The other 18 entities in the QE Index will continue to be QNB, Industries Qatar, Ooredoo, Masraf Al Rayan, Commercial Bank, Qatar Islamic Bank (QIB), Qatar Electricity and Water, Doha Bank, Nakilat, Barwa, Milaha, Qatar Insurance, United Development Company, Gulf International Services, International Islamic, Qatari Investors Group, Vodafone Qatar and Al Meera.

A market analyst said Mesaieed Petrochemical Holding, although it has higher volumes, did not figure in the list for lack of long trading history.

Under the new index practices, a review is carried out twice a year to ensure that the selection and weighting of the constituents continues to reflect the purpose of the index.

The maximum weight a single stock can hold within QE index as of the rebalance date is 15%. If during the index review any stock is found to exceed this weight, then the stock's market value is capped and any excess weight is distributed proportionately among the remaining index constituents.

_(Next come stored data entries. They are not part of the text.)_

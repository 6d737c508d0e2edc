use ncrb_core::error::NcrbError;
use ncrb_core::normalize::DuplicatePolicy;
use ncrb_core::summary::DocumentOutcome;
use ncrb_core::Document;
use std::path::PathBuf;

use crate::commands::{
    emit, pdf_extractor, read_document, resolve_layout, source_name, warn_if_pdftotext_missing,
};
use crate::output;

pub struct ConsolidateArgs {
    pub input_files: Vec<PathBuf>,
    pub layout_file: Option<PathBuf>,
    pub preset: Option<String>,
    pub duplicates: Option<String>,
    pub output_format: String,
    pub out: Option<PathBuf>,
    pub summary: Option<PathBuf>,
}

pub fn run(args: ConsolidateArgs) -> Result<(), NcrbError> {
    let layout = resolve_layout(args.layout_file, args.preset)?;
    let policy = match args.duplicates.as_deref() {
        Some(s) => s.parse::<DuplicatePolicy>()?,
        None => layout.duplicates,
    };

    warn_if_pdftotext_missing(&args.input_files);
    let mut documents: Vec<Document> = Vec::new();
    let mut unreadable: Vec<DocumentOutcome> = Vec::new();
    for path in &args.input_files {
        match read_document(path) {
            Ok(doc) => documents.push(doc),
            Err(e) => {
                let source = source_name(path);
                tracing::warn!(source = %source, error = %e, "skipping document");
                unreadable.push(DocumentOutcome::failed(
                    &source,
                    ncrb_core::normalize::extract_year(&source),
                    e.to_string(),
                ));
            }
        }
    }

    let extractor = pdf_extractor(false);
    let mut result = ncrb_core::process_batch(&documents, &extractor, &layout, policy).map_err(
        |e| match e {
            NcrbError::NoData { .. } => NcrbError::NoData {
                documents: args.input_files.len(),
            },
            other => other,
        },
    )?;
    result.summary.documents.extend(unreadable);

    let output_str = match args.output_format.as_str() {
        "json" => output::json::to_string(&result.records)?,
        "csv" => output::csv::long_records(&result.records)?,
        _ if args.out.is_some() => output::csv::long_records(&result.records)?,
        _ => output::table::format_records(&result.records),
    };
    emit(&output_str, args.out.as_deref())?;

    if let Some(path) = &args.summary {
        emit(&output::json::to_string(&result.summary)?, Some(path.as_path()))?;
    }

    output::table::print_summary(&result.summary);
    if let Some(path) = &args.out {
        eprintln!("Dataset written to {}", path.display());
    }

    Ok(())
}
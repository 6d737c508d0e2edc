pub mod consolidate;

use crate::model::{Category, LongRecord, WideRecord};
use rust_decimal::Decimal;
use std::str::FromStr;

pub use consolidate::{consolidate, Consolidated, DuplicateKey, DuplicatePolicy};

/// Title-case an entity name.
///
/// A letter is uppercased when the character before it is not a letter and
/// lowercased otherwise, so `"JAMMU & KASHMIR"` and `"jammu & kashmir"` both
/// become `"Jammu & Kashmir"`. Applying it twice changes nothing.
pub fn title_case(raw: &str) -> String {
    let mut out = String::with_capacity(raw.len());
    let mut prev_cased = false;
    for c in raw.trim().chars() {
        if c.is_alphabetic() {
            if prev_cased {
                out.extend(c.to_lowercase());
            } else {
                out.extend(c.to_uppercase());
            }
            prev_cased = true;
        } else {
            out.push(c);
            prev_cased = false;
        }
    }
    out
}

/// Read a number, or `None` if the text is not one.
///
/// Blank and non-numeric text are both `None`; a missing value is never
/// turned into zero.
pub fn coerce_number(raw: &str) -> Option<Decimal> {
    let s = raw.trim();
    if s.is_empty() {
        return None;
    }
    Decimal::from_str(s)
        .or_else(|_| Decimal::from_scientific(s))
        .ok()
}

/// Find the report year in a document identity such as a file name.
///
/// Takes the first run of exactly four digits within 1900..=2099. Letters,
/// underscores and punctuation around the run are fine; longer digit runs
/// are not years.
pub fn extract_year(identity: &str) -> Option<i32> {
    let bytes = identity.as_bytes();
    let mut i = 0;
    while i < bytes.len() {
        if !bytes[i].is_ascii_digit() {
            i += 1;
            continue;
        }
        let start = i;
        while i < bytes.len() && bytes[i].is_ascii_digit() {
            i += 1;
        }
        if i - start == 4 {
            if let Ok(year) = identity[start..i].parse::<i32>() {
                if (1900..=2099).contains(&year) {
                    return Some(year);
                }
            }
        }
    }
    None
}

/// Reshape one wide row into its four long records, one per category.
pub fn normalize_row(row: &WideRecord, year: Option<i32>) -> [LongRecord; 4] {
    let entity = title_case(&row.entity);
    Category::ALL.map(|category| LongRecord {
        year,
        entity: entity.clone(),
        category,
        value: row.metric(category),
        unit: category.unit().to_string(),
        note: None,
    })
}

#[cfg(test)]
mod tests {
    use super::*;
    use rust_decimal_macros::dec;

    fn wide(entity: &str) -> WideRecord {
        WideRecord {
            year: None,
            entity: entity.into(),
            sl_no: Some(1),
            num_suicides: Some(dec!(1234)),
            pct_share: Some(dec!(5.67)),
            population: Some(dec!(890.12)),
            rate: Some(dec!(3.45)),
        }
    }

    #[test]
    fn test_title_case() {
        assert_eq!(title_case("ANDHRA PRADESH"), "Andhra Pradesh");
        assert_eq!(title_case("jammu & kashmir"), "Jammu & Kashmir");
        assert_eq!(title_case("A & N ISLANDS"), "A & N Islands");
        assert_eq!(title_case("D&N HAVELI"), "D&N Haveli");
        assert_eq!(title_case("  delhi (ut) "), "Delhi (Ut)");
    }

    #[test]
    fn test_title_case_idempotent() {
        let once = title_case("DADRA & NAGAR HAVELI AND DAMAN & DIU");
        assert_eq!(title_case(&once), once);
    }

    #[test]
    fn test_coerce_number() {
        assert_eq!(coerce_number("1234"), Some(dec!(1234)));
        assert_eq!(coerce_number(" 5.67 "), Some(dec!(5.67)));
        assert_eq!(coerce_number("0"), Some(dec!(0)));
        assert_eq!(coerce_number(""), None);
        assert_eq!(coerce_number("   "), None);
        assert_eq!(coerce_number("N.A."), None);
        assert_eq!(coerce_number("abc"), None);
    }

    #[test]
    fn test_extract_year() {
        assert_eq!(extract_year("ADSI 2022 Table 2.1.pdf"), Some(2022));
        assert_eq!(extract_year("Table_2.1_2019.xlsx"), Some(2019));
        assert_eq!(extract_year("adsi-1999"), Some(1999));
        assert_eq!(extract_year("table_2.1.pdf"), None);
        assert_eq!(extract_year("report_12022.pdf"), None);
        assert_eq!(extract_year("report_2150.pdf"), None);
        assert_eq!(extract_year("1850_then_2003"), Some(2003));
    }

    #[test]
    fn test_normalize_row_four_records() {
        let records = normalize_row(&wide("ANDHRA PRADESH"), Some(2022));
        assert_eq!(records.len(), 4);
        assert_eq!(
            records[0],
            LongRecord {
                year: Some(2022),
                entity: "Andhra Pradesh".into(),
                category: Category::NumSuicides,
                value: Some(dec!(1234)),
                unit: "Value in Absolute number".into(),
                note: None,
            }
        );
        assert_eq!(records[1].value, Some(dec!(5.67)));
        assert_eq!(records[1].unit, "Value in Percentage");
        assert_eq!(records[2].value, Some(dec!(890.12)));
        assert_eq!(records[2].unit, "Value in Lakh");
        assert_eq!(records[3].value, Some(dec!(3.45)));
        assert_eq!(records[3].unit, "Value in Ratio");
        assert!(records.iter().all(|r| r.entity == "Andhra Pradesh" && r.year == Some(2022)));
    }

    #[test]
    fn test_normalize_row_keeps_nulls() {
        let mut row = wide("GOA");
        row.pct_share = coerce_number("");
        row.rate = coerce_number("--");
        let records = normalize_row(&row, None);
        assert_eq!(records[1].value, None);
        assert_eq!(records[3].value, None);
        assert_eq!(records[0].value, Some(dec!(1234)));
        assert!(records.iter().all(|r| r.year.is_none()));
    }
}
use crate::error::NcrbError;
use crate::extraction::{PageContent, PdfExtractor};
use std::io::Write;
use std::process::Command;

/// PDF extraction backend using pdftotext (from poppler-utils).
///
/// With `layout` set, runs `pdftotext -layout` so that table columns keep
/// their whitespace alignment, which the column splitter relies on.
pub struct PdftotextExtractor {
    layout: bool,
}

impl PdftotextExtractor {
    pub fn new() -> Self {
        PdftotextExtractor { layout: true }
    }

    /// Reading-order output without column alignment.
    pub fn raw() -> Self {
        PdftotextExtractor { layout: false }
    }

    /// Check if pdftotext is available on the system.
    pub fn is_available() -> bool {
        Command::new("pdftotext")
            .arg("-v")
            .output()
            .map(|o| o.status.success() || !o.stderr.is_empty())
            .unwrap_or(false)
    }
}

impl Default for PdftotextExtractor {
    fn default() -> Self {
        Self::new()
    }
}

impl PdfExtractor for PdftotextExtractor {
    fn extract_pages(&self, pdf_bytes: &[u8]) -> Result<Vec<PageContent>, NcrbError> {
        let mut tmpfile =
            tempfile::NamedTempFile::new().map_err(|e| NcrbError::Extraction(e.to_string()))?;
        tmpfile
            .write_all(pdf_bytes)
            .map_err(|e| NcrbError::Extraction(e.to_string()))?;

        let mut command = Command::new("pdftotext");
        if self.layout {
            command.arg("-layout");
        }
        let output = command
            .arg(tmpfile.path())
            .arg("-") // output to stdout
            .output()
            .map_err(|e| {
                if e.kind() == std::io::ErrorKind::NotFound {
                    NcrbError::PdftotextNotFound
                } else {
                    NcrbError::Extraction(format!("pdftotext failed: {}", e))
                }
            })?;

        if !output.status.success() {
            let code = output.status.code().unwrap_or(-1);
            let stderr = String::from_utf8_lossy(&output.stderr).to_string();
            return Err(NcrbError::PdftotextFailed { code, stderr });
        }

        let text = String::from_utf8_lossy(&output.stdout);
        Ok(split_pages(&text))
    }

    fn backend_name(&self) -> &str {
        "pdftotext"
    }
}

/// Split pdftotext output into pages on the form feed separator.
///
/// Trailing empty pages are dropped, but the first page is always kept.
fn split_pages(text: &str) -> Vec<PageContent> {
    text.split('\x0c')
        .enumerate()
        .map(|(i, page_text)| PageContent {
            page_number: i + 1,
            lines: page_text.lines().map(|l| l.to_string()).collect(),
        })
        .filter(|p| !p.lines.is_empty() || p.page_number == 1)
        .collect()
}

#[cfg(test)]
mod tests {
    use super::*;

    #[test]
    fn test_split_pages_on_form_feed() {
        let pages = split_pages("STATES:\n1 GOA 10 0.01 15.80 0.63\n\x0cTOTAL 10\n\x0c");
        assert_eq!(pages.len(), 2);
        assert_eq!(pages[0].page_number, 1);
        assert_eq!(pages[0].lines.len(), 2);
        assert_eq!(pages[1].lines, vec!["TOTAL 10".to_string()]);
    }

    #[test]
    fn test_empty_output_keeps_first_page() {
        let pages = split_pages("");
        assert_eq!(pages.len(), 1);
        assert!(pages[0].lines.is_empty());
    }
}
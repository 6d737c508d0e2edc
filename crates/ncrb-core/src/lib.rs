pub mod error;
pub mod extraction;
pub mod layout;
pub mod model;
pub mod normalize;
pub mod parsing;
pub mod summary;

use error::NcrbError;
use extraction::section::locate_section;
use extraction::PdfExtractor;
use layout::schema::LayoutDef;
use model::{DocumentTables, LongRecord, SectionTable, WideTable};
use normalize::{consolidate, extract_year, DuplicatePolicy};
use summary::{BatchSummary, DocumentOutcome, SectionOutcome};

/// Extract one table per layout section from a document's full text.
///
/// Sections that are absent come back with `found == false` and no rows.
/// The year is read from `source`, the document's identity.
pub fn extract_text(source: &str, text: &str, layout: &LayoutDef) -> DocumentTables {
    let terminator = layout.terminator();
    let year = extract_year(source);

    let sections = layout
        .sections
        .iter()
        .map(|def| {
            let (found, terminated, scan) = match locate_section(text, &def.label, &terminator) {
                Some(section) => {
                    tracing::debug!(
                        source,
                        label = %def.label,
                        offset = section.offset,
                        terminated = section.terminated,
                        "section located"
                    );
                    (true, section.terminated, parsing::scan_rows(section.text))
                }
                None => {
                    tracing::debug!(source, label = %def.label, "section absent");
                    (false, false, parsing::RowScan::default())
                }
            };
            SectionTable {
                label: def.label.clone(),
                sheet: def.sheet.clone(),
                consolidate: def.consolidate,
                found,
                terminated,
                rows: scan.rows,
                skipped: scan.skipped,
            }
        })
        .collect();

    let doc = DocumentTables {
        source: source.to_string(),
        year,
        sections,
    };
    tracing::info!(source, year, rows = doc.row_count(), "extracted document");
    doc
}

/// Extract section tables from a PDF via the given text extraction backend.
pub fn extract_pdf(
    source: &str,
    pdf_bytes: &[u8],
    extractor: &dyn PdfExtractor,
    layout: &LayoutDef,
) -> Result<DocumentTables, NcrbError> {
    let pages = extractor.extract_pages(pdf_bytes)?;
    tracing::debug!(
        source,
        backend = extractor.backend_name(),
        pages = pages.len(),
        "extracted text"
    );
    let text = extraction::join_pages(&pages);
    Ok(extract_text(source, &text, layout))
}

/// Read the wide sheet of every consolidated section from xlsx bytes.
///
/// A missing sheet fails the whole workbook.
pub fn read_workbook(
    source: &str,
    xlsx_bytes: &[u8],
    layout: &LayoutDef,
) -> Result<Vec<WideTable>, NcrbError> {
    let year = extract_year(source);
    layout
        .consolidated_sections()
        .map(|def| extraction::workbook::read_wide_sheet(xlsx_bytes, &def.sheet, source, year))
        .collect()
}

/// Raw content of one input document.
#[derive(Debug, Clone)]
pub enum DocumentBody {
    /// Already-extracted document text.
    Text(String),
    Pdf(Vec<u8>),
    /// An xlsx workbook holding wide sheets.
    Workbook(Vec<u8>),
    /// Wide tables produced earlier, e.g. by a previous extraction run.
    Wide(Vec<WideTable>),
}

#[derive(Debug, Clone)]
pub struct Document {
    /// Identity used in logs and for year detection, usually the file name.
    pub source: String,
    pub body: DocumentBody,
}

#[derive(Debug, Clone)]
pub struct BatchResult {
    pub records: Vec<LongRecord>,
    pub summary: BatchSummary,
}

/// Extract, reshape and merge a batch of documents into sorted long records.
///
/// Each document is handled on its own: one that fails is logged, recorded
/// in the summary and skipped. Fails only when no document produced a row,
/// or when `policy` is [`DuplicatePolicy::Error`] and duplicates exist.
pub fn process_batch(
    documents: &[Document],
    extractor: &dyn PdfExtractor,
    layout: &LayoutDef,
    policy: DuplicatePolicy,
) -> Result<BatchResult, NcrbError> {
    let mut summary = BatchSummary::default();
    let mut tables: Vec<WideTable> = Vec::new();

    for doc in documents {
        match load_document(doc, extractor, layout) {
            Ok((doc_tables, outcome)) => {
                tables.extend(doc_tables);
                summary.documents.push(outcome);
            }
            Err(e) => {
                tracing::warn!(source = %doc.source, error = %e, "skipping document");
                summary.documents.push(DocumentOutcome::failed(
                    &doc.source,
                    extract_year(&doc.source),
                    e.to_string(),
                ));
            }
        }
    }

    let merged = consolidate(&tables, policy).map_err(|e| match e {
        NcrbError::NoData { .. } => NcrbError::NoData {
            documents: documents.len(),
        },
        other => other,
    })?;

    summary.records = merged.records.len();
    summary.duplicates = merged.duplicates;
    summary.dropped_duplicates = merged.dropped_duplicates;

    if summary.documents_without_rows() > 0 {
        tracing::info!(
            count = summary.documents_without_rows(),
            "documents contributed no rows"
        );
    }

    Ok(BatchResult {
        records: merged.records,
        summary,
    })
}

fn load_document(
    doc: &Document,
    extractor: &dyn PdfExtractor,
    layout: &LayoutDef,
) -> Result<(Vec<WideTable>, DocumentOutcome), NcrbError> {
    match &doc.body {
        DocumentBody::Text(text) => {
            let tables = extract_text(&doc.source, text, layout);
            Ok((tables.wide_tables(), DocumentOutcome::from(&tables)))
        }
        DocumentBody::Pdf(bytes) => {
            let tables = extract_pdf(&doc.source, bytes, extractor, layout)?;
            Ok((tables.wide_tables(), DocumentOutcome::from(&tables)))
        }
        DocumentBody::Workbook(bytes) => {
            let tables = read_workbook(&doc.source, bytes, layout)?;
            let outcome = wide_outcome(&doc.source, extract_year(&doc.source), &tables);
            Ok((tables, outcome))
        }
        DocumentBody::Wide(tables) => {
            let year = tables.first().and_then(|t| t.year);
            let outcome = wide_outcome(&doc.source, year, tables);
            Ok((tables.clone(), outcome))
        }
    }
}

fn wide_outcome(source: &str, year: Option<i32>, tables: &[WideTable]) -> DocumentOutcome {
    let sections = tables
        .iter()
        .map(|t| SectionOutcome {
            label: t.section.clone(),
            consolidate: true,
            found: true,
            terminated: true,
            rows: t.rows.len(),
            skipped: Vec::new(),
        })
        .collect();
    DocumentOutcome::from_sections(source, year, sections)
}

The bourse has seven sectors - banks and financial services, insurance, industrials, real estate, telecom, transportation and consumer goods and services in the 'All Share Index'.

Al Rayan Islamic Index constituents remain unchanged and they are IQ, Masraf Al Rayan, Barwa, QIB, UDC, International Islamic, Qatari Investors Group, Vodafone Qatar, Alijarah Holding, Gulf Warehousing, Al Meera, Qatar National Cement, Medicare Group, Widam Food, Mazaya Qatar, Zad Holding, Qatar Islamic Insurance and Qatar Industrial Manufacturing.